**Exercise description:** Only lines holding "testid" are wanted; copy each of them from the records below.

- - -

//! Durable locator construction for healed elements
//!
//! After the heuristic (or suggestion) tier wins, the element in hand is
//! only a live handle; this builds the locator that gets persisted so
//! the next run can skip straight to it. Preference order runs from the
//! attributes least likely to churn to the ones most likely to.

use healbrowser_core_types::{DomElementDescriptor, Locator};

/// Visible text longer than this is too fragile to anchor a locator on
pub const MAX_TEXT_LOCATOR_LEN: usize = 40;

/// Build the most stable locator the descriptor supports:
/// id → data-testid → aria-label → short exact text → tag.class → tag
pub fn build_locator(descriptor: &DomElementDescriptor) -> Locator {
    if let Some(id) = nonempty(descriptor.id.as_deref()) {
        return Locator::id(id);
    }

    if let Some(testid) = nonempty(descriptor.data_testid.as_deref()) {
        return Locator::data_testid(testid);
    }

    if let Some(label) = nonempty(descriptor.aria_label.as_deref()) {
        return Locator::aria_label(label);
    }

    if let Some(text) = descriptor.trimmed_text() {
        if text.chars().count() < MAX_TEXT_LOCATOR_LEN {
            return Locator::link_text(text);
        }
    }

    if let Some(class) = descriptor.classes.first() {
        return Locator::css(format!("{}.{}", descriptor.tag_name, class));
    }

    // Last resort: anything is better than losing the heal entirely.
    Locator::css(descriptor.tag_name.clone())
}

fn nonempty(value: Option<&str>) -> Option<&str> {
    value.map(str::trim).filter(|v| !v.is_empty())
}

- - -

**Written reply:**
/// id → data-testid → aria-label → short exact text → tag.class → tag
    if let Some(testid) = nonempty(descriptor.data_testid.as_deref()) {
        return Locator::data_testid(testid);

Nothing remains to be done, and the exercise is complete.